Staff League Déjà Vu
FanGraphs Staff is a Head-to-Head FGpts ottoneu league (not to be confused with FanGraphs Staff Two, a standard FGpts league which I won). For a second straight season, I waltzed to the best regular season record. In my opinion, winning the regular season is the same as winning the league. The playoffs are just there to give the losers a reason to stick around.
In 2018, Nick Pollack narrowly edged past me in the final. This time, I flamed out in the semi-finals versus a club co-managed by, uh, “The Embassy” and David Gagnon. Can’t say I’ve met either of them.
In any case, I strongly recommend that you don’t lose Mike Trout (and Fernando Tatis) when it matters most. Especially if your backup outfielders are David Fletcher and Josh VanMeter. That’s not the only reason I lost my playoff matchup – my pitching matchups simply weren’t staggered in an optimal way. Still, I only fell short of a second finals trip by 25 points. And at the rate Trout was launching dingers, I’m pretty comfortable saying he would have made things a LOT closer.

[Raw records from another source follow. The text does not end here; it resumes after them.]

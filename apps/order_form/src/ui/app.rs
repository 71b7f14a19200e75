use std::time::Duration;

use client_core::{ControllerEvent, RecordStore, SubmissionController};
use eframe::egui;
use shared::domain::{Record, Store, TrackingStatus};
use tokio::sync::broadcast::{error::TryRecvError, Receiver};

use crate::ui::banner::{status_banner, submit_label};

pub struct OrderFormApp {
    controller: SubmissionController,
    events: Receiver<ControllerEvent>,
    focus_first_field: bool,
}

impl OrderFormApp {
    pub fn new(controller: SubmissionController) -> Self {
        let events = controller.subscribe();
        Self {
            controller,
            events,
            focus_first_field: true,
        }
    }

    fn process_controller_events(&mut self) {
        loop {
            match self.events.try_recv() {
                Ok(ControllerEvent::FocusFirstField) => self.focus_first_field = true,
                Ok(ControllerEvent::StatusChanged(status)) => {
                    tracing::debug!(%status, "form observed status change");
                }
                Err(TryRecvError::Lagged(skipped)) => {
                    tracing::warn!(skipped, "form fell behind controller events");
                }
                Err(TryRecvError::Empty | TryRecvError::Closed) => break,
            }
        }
    }

    fn field_label(ui: &mut egui::Ui, label: &str, required: bool) {
        let text = if required {
            format!("{label} *")
        } else {
            label.to_string()
        };
        ui.label(egui::RichText::new(text).strong());
    }

    fn show_form(&mut self, ui: &mut egui::Ui) {
        let store = self.controller.store().clone();
        let before = store.get();
        let mut draft = before.clone();

        Self::field_label(ui, "Order number", true);
        let order_response = ui.add(
            egui::TextEdit::singleline(&mut draft.order_number)
                .id_salt("order_number")
                .hint_text("e.g. ORD-1042")
                .desired_width(f32::INFINITY),
        );
        if std::mem::take(&mut self.focus_first_field) {
            order_response.request_focus();
        }
        ui.add_space(6.0);

        Self::field_label(ui, "Tracking status", true);
        egui::ComboBox::from_id_salt("tracking_status")
            .selected_text(draft.tracking_status.label())
            .show_ui(ui, |ui| {
                for option in TrackingStatus::SELECTABLE {
                    ui.selectable_value(&mut draft.tracking_status, option, option.label());
                }
            });
        ui.add_space(6.0);

        Self::field_label(ui, "Link", false);
        ui.add(
            egui::TextEdit::singleline(&mut draft.link)
                .id_salt("link")
                .hint_text("https://")
                .desired_width(f32::INFINITY),
        );
        ui.add_space(6.0);

        Self::field_label(ui, "Store", true);
        egui::ComboBox::from_id_salt("store")
            .selected_text(draft.store.label())
            .show_ui(ui, |ui| {
                for option in Store::SELECTABLE {
                    ui.selectable_value(&mut draft.store, option, option.label());
                }
            });
        ui.add_space(6.0);

        Self::field_label(ui, "Action", false);
        ui.add(
            egui::TextEdit::multiline(&mut draft.action)
                .id_salt("action")
                .desired_rows(3)
                .desired_width(f32::INFINITY),
        );

        sync_draft(&store, &before, &draft);

        ui.add_space(10.0);
        let status = self.controller.status();
        let enter_pressed =
            order_response.lost_focus() && ui.input(|i| i.key_pressed(egui::Key::Enter));
        let clicked = ui
            .add_enabled(
                !self.controller.is_submit_disabled(),
                egui::Button::new(submit_label(status)),
            )
            .clicked();
        if clicked || (enter_pressed && !self.controller.is_submit_disabled()) {
            let _ = self.controller.submit(store.get());
        }

        if let Some(banner) = status_banner(self.controller.status()) {
            ui.add_space(8.0);
            ui.colored_label(banner.color, banner.text);
        }
    }
}

/// Pushes only the fields the widgets changed this frame back into the session draft.
fn sync_draft(store: &RecordStore, before: &Record, draft: &Record) {
    if draft.order_number != before.order_number {
        store.set_order_number(draft.order_number.clone());
    }
    if draft.tracking_status != before.tracking_status {
        store.set_tracking_status(draft.tracking_status);
    }
    if draft.link != before.link {
        store.set_link(draft.link.clone());
    }
    if draft.store != before.store {
        store.set_store(draft.store);
    }
    if draft.action != before.action {
        store.set_action(draft.action.clone());
    }
}

impl eframe::App for OrderFormApp {
    fn update(&mut self, ctx: &egui::Context, _frame: &mut eframe::Frame) {
        self.process_controller_events();

        egui::CentralPanel::default().show(ctx, |ui| {
            ui.heading("Order return");
            ui.add_space(8.0);
            self.show_form(ui);
        });

        // Status resets happen off the UI thread.
        ctx.request_repaint_after(Duration::from_millis(100));
    }
}

impl Drop for OrderFormApp {
    fn drop(&mut self) {
        self.controller.shutdown();
    }
}
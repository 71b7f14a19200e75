use super::*;

use std::{sync::Arc, time::Duration};

use anyhow::Result;
use axum::{
    extract::State,
    http::{header, HeaderMap, StatusCode},
    routing::post,
    Json, Router,
};
use shared::{
    domain::{Record, Store, SubmissionStatus, TrackingStatus},
    protocol::SubmissionPayload,
};
use tokio::{
    net::TcpListener,
    runtime::Handle,
    sync::{broadcast, Mutex},
};

const HOOK_PATH: &str = "/webhook/order-return";

#[derive(Clone)]
struct HookState {
    status: StatusCode,
    body: String,
    delay: Duration,
    received: Arc<Mutex<Vec<ReceivedHook>>>,
}

#[derive(Debug, Clone)]
struct ReceivedHook {
    content_type: Option<String>,
    payload: SubmissionPayload,
}

async fn handle_hook(
    State(state): State<HookState>,
    headers: HeaderMap,
    Json(payload): Json<SubmissionPayload>,
) -> (StatusCode, String) {
    let content_type = headers
        .get(header::CONTENT_TYPE)
        .and_then(|value| value.to_str().ok())
        .map(str::to_string);
    state.received.lock().await.push(ReceivedHook {
        content_type,
        payload,
    });
    if !state.delay.is_zero() {
        tokio::time::sleep(state.delay).await;
    }
    (state.status, state.body.clone())
}

async fn spawn_hook_server(
    status: StatusCode,
    body: &str,
    delay: Duration,
) -> Result<(String, Arc<Mutex<Vec<ReceivedHook>>>)> {
    std::env::set_var("NO_PROXY", "127.0.0.1,localhost");
    let listener = TcpListener::bind("127.0.0.1:0").await?;
    let addr = listener.local_addr()?;
    let received = Arc::new(Mutex::new(Vec::new()));
    let state = HookState {
        status,
        body: body.to_string(),
        delay,
        received: Arc::clone(&received),
    };
    let app = Router::new()
        .route(HOOK_PATH, post(handle_hook))
        .with_state(state);
    tokio::spawn(async move {
        let _ = axum::serve(listener, app).await;
    });
    Ok((format!("http://{addr}{HOOK_PATH}"), received))
}

fn fast_settings(endpoint_url: String) -> SubmissionSettings {
    SubmissionSettings {
        request_timeout: Duration::from_millis(500),
        success_reset_delay: Duration::from_millis(100),
        error_reset_delay: Duration::from_millis(150),
        ..SubmissionSettings::with_endpoint(endpoint_url)
    }
}

fn order_one() -> Record {
    Record {
        order_number: "ORD-1".to_string(),
        tracking_status: TrackingStatus::Tracked,
        link: String::new(),
        store: Store::A2k,
        action: String::new(),
    }
}

fn controller_for(settings: SubmissionSettings) -> (SubmissionController, RecordStore) {
    let store = RecordStore::new();
    let controller = SubmissionController::new(settings, store.clone(), Handle::current())
        .expect("controller");
    store.set_order_number("ORD-1");
    store.set_tracking_status(TrackingStatus::Tracked);
    store.set_store(Store::A2k);
    (controller, store)
}

async fn wait_for(rx: &mut broadcast::Receiver<ControllerEvent>, expected: ControllerEvent) {
    tokio::time::timeout(Duration::from_secs(5), async {
        loop {
            match rx.recv().await {
                Ok(event) if event == expected => return,
                Ok(_) => continue,
                Err(err) => panic!("event stream closed before {expected:?}: {err}"),
            }
        }
    })
    .await
    .expect("expected event in time");
}

#[tokio::test]
async fn confirmed_submission_posts_json_and_clears_record() {
    let (url, received) = spawn_hook_server(
        StatusCode::OK,
        r#"{"message":"Workflow was started"}"#,
        Duration::ZERO,
    )
    .await
    .expect("spawn server");
    let (controller, store) = controller_for(fast_settings(url));
    let mut events = controller.subscribe();

    let outcome = controller.submit_current().outcome().await.expect("dispatched");
    assert!(outcome.is_ok(), "unexpected failure: {outcome:?}");
    assert!(store.get().is_empty());

    let hooks = received.lock().await.clone();
    assert_eq!(hooks.len(), 1);
    assert_eq!(hooks[0].content_type.as_deref(), Some("application/json"));
    assert_eq!(hooks[0].payload, SubmissionPayload::from(&order_one()));

    wait_for(&mut events, ControllerEvent::StatusChanged(SubmissionStatus::Success)).await;
    wait_for(&mut events, ControllerEvent::StatusChanged(SubmissionStatus::Idle)).await;
    wait_for(&mut events, ControllerEvent::FocusFirstField).await;
}

#[tokio::test]
async fn workflow_failure_message_keeps_record() {
    let (url, received) = spawn_hook_server(
        StatusCode::OK,
        r#"{"message":"Workflow failed"}"#,
        Duration::ZERO,
    )
    .await
    .expect("spawn server");
    let (controller, store) = controller_for(fast_settings(url));
    let mut events = controller.subscribe();

    let err = controller
        .submit_current()
        .outcome()
        .await
        .expect("dispatched")
        .expect_err("rejected");
    assert_eq!(err.kind(), SubmitErrorKind::Rejected);
    assert_eq!(store.get(), order_one());
    assert_eq!(received.lock().await.len(), 1);

    wait_for(&mut events, ControllerEvent::StatusChanged(SubmissionStatus::Error)).await;
    wait_for(&mut events, ControllerEvent::StatusChanged(SubmissionStatus::Idle)).await;
    assert_eq!(controller.status(), SubmissionStatus::Idle);
}

#[tokio::test]
async fn server_error_status_is_a_transport_failure() {
    let (url, _received) = spawn_hook_server(
        StatusCode::INTERNAL_SERVER_ERROR,
        r#"{"message":"Workflow was started"}"#,
        Duration::ZERO,
    )
    .await
    .expect("spawn server");
    let (controller, store) = controller_for(fast_settings(url));

    let err = controller
        .submit_current()
        .outcome()
        .await
        .expect("dispatched")
        .expect_err("500");
    assert!(matches!(
        err,
        SubmitError::Transport(TransportError::Status { status: 500 })
    ));
    assert_eq!(controller.status(), SubmissionStatus::Error);
    assert_eq!(store.get(), order_one());
}

#[tokio::test]
async fn slow_endpoint_times_out_without_late_success() {
    let (url, received) = spawn_hook_server(
        StatusCode::OK,
        r#"{"message":"Workflow was started"}"#,
        Duration::from_millis(800),
    )
    .await
    .expect("spawn server");
    let settings = SubmissionSettings {
        request_timeout: Duration::from_millis(200),
        ..fast_settings(url)
    };
    let (controller, store) = controller_for(settings);
    let mut events = controller.subscribe();

    let err = controller
        .submit_current()
        .outcome()
        .await
        .expect("dispatched")
        .expect_err("timeout");
    assert_eq!(err.kind(), SubmitErrorKind::Timeout);
    assert_eq!(received.lock().await.len(), 1);

    tokio::time::sleep(Duration::from_millis(1_000)).await;
    assert_eq!(controller.status(), SubmissionStatus::Idle);
    assert_eq!(store.get(), order_one());

    let mut seen = Vec::new();
    while let Ok(event) = events.try_recv() {
        seen.push(event);
    }
    assert!(!seen.contains(&ControllerEvent::StatusChanged(SubmissionStatus::Success)));
}

#[tokio::test]
async fn unreachable_endpoint_is_a_transport_failure() {
    std::env::set_var("NO_PROXY", "127.0.0.1,localhost");
    let listener = TcpListener::bind("127.0.0.1:0").await.expect("bind");
    let addr = listener.local_addr().expect("addr");
    drop(listener);

    let (controller, store) = controller_for(fast_settings(format!("http://{addr}{HOOK_PATH}")));
    let err = controller
        .submit_current()
        .outcome()
        .await
        .expect("dispatched")
        .expect_err("connection refused");
    assert_eq!(err.kind(), SubmitErrorKind::Transport);
    assert_eq!(store.get(), order_one());
}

Admittedly, I squeezed my roster for every spare point. Effort was not the issue here. I simply failed to overcome a small taste of adversity.
When Chad Young asked me to join him in The Devil’s Rejects, a 20-team, weekly, 5×5-OBP industry dynasty league, I walked in on a half-finished roster. Basically, it was Charlie Blackmon, J.D. Martinez, a very young Nomar Mazara, and scraps. Since then, we’ve finished sixth, fifth, third, third, and fourth. The top five spots pay. Chad’s since walked away. Walter McMichael is currently serving in an advisory role.
This team deserves an article of it’s own of the merits of retooling over rebuilding. For the second time in three seasons, I opted to re-tool at the trade deadline after falling out of the race for a paid spot. And for the second time, my new acquisitions helped pave the way to a small payday. Part of my decision to sell my bulk of older stars like Jose Altuve, Blackmon, Anthony Rizzo, Martinez, Pat Corbin, James Paxton, Sean Doolittle, DJ LeMahieu, and Yuli Gurriel was driven by circumstance. There were five teams in an obvious position to push for first place. All but one had lovely long term building block talents. Meanwhile, precisely zero teams were selling the kind of talent I had available.
In this particular dynasty league, players like Gurriel and LeMahieu are generally disdained as low-value assets (never mind their excellent performance). Owners prefer the next big thing like future first round pick Robert Hassell. Pitchers can also see their asset value spontaneously implode without warning. Thus, this represented an obvious opportunity to escape aging talent while extracting the most possible. The alternative option was to ride them all into the ground. In retrospect, I probably would have finished third if I had done so.
In the end, I traded one spot back in the standings and a bunch of truly excellent players for Bryce Harper, Joey Gallo, Cavan Biggio, Giancarlo Stanton, Trey Mancini, VanMeter, Josh Rojas, Christin Stewart, Nick Solak, and Jonathan Ornelas. It’s a top heavy group and a stark bet on a return to a saner sort of baseball. The pitching side of the roster is, admittedly, a disaster.
I’ve been beating this drum for a long time. So long as you’re not overly concerned about outright winning your deep dynasty league, you can make a lot of money by just fielding a full roster every week.